What needs to be done - Take from the data every line in which the word "chatstatus" is found.
Data records Start Marker
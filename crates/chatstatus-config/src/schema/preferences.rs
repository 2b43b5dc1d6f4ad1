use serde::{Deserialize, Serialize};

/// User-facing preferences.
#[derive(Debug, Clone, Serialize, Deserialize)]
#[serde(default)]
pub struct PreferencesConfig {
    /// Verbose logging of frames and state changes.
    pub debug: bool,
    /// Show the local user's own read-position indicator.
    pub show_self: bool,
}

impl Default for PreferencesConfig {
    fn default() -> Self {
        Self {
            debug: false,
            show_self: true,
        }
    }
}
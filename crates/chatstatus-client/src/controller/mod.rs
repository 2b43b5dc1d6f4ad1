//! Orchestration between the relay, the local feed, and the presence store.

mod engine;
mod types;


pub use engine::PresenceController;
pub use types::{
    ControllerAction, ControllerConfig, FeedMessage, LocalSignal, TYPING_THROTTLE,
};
Data records End Marker
Data records Start Marker
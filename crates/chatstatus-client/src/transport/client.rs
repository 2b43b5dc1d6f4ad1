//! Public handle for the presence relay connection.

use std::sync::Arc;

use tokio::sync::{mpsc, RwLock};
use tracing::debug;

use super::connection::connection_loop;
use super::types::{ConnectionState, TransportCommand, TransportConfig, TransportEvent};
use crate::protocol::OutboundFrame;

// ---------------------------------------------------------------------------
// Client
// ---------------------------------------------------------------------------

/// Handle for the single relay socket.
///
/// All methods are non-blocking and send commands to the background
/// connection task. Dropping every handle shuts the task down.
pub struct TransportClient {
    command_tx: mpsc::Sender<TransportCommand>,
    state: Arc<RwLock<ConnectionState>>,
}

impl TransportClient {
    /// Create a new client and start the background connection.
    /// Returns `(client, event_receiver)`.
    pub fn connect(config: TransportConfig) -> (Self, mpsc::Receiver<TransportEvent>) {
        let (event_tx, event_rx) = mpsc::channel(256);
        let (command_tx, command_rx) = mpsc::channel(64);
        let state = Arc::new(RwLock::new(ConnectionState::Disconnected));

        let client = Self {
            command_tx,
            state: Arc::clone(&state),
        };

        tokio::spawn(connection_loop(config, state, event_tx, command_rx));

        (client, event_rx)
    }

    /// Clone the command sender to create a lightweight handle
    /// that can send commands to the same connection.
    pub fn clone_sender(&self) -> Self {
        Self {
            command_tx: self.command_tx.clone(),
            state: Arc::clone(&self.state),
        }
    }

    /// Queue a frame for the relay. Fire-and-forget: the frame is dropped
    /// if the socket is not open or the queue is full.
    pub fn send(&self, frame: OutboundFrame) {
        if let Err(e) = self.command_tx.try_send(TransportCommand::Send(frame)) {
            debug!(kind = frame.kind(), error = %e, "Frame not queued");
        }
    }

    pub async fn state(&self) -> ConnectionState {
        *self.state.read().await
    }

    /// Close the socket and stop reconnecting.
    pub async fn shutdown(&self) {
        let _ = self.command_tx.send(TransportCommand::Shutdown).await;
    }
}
Data records End Marker
Completed exercise -
filename crates/chatstatus-config/src/schema/preferences.rs
filename crates/chatstatus-client/src/controller/mod.rs
filename crates/chatstatus-client/src/transport/client.rs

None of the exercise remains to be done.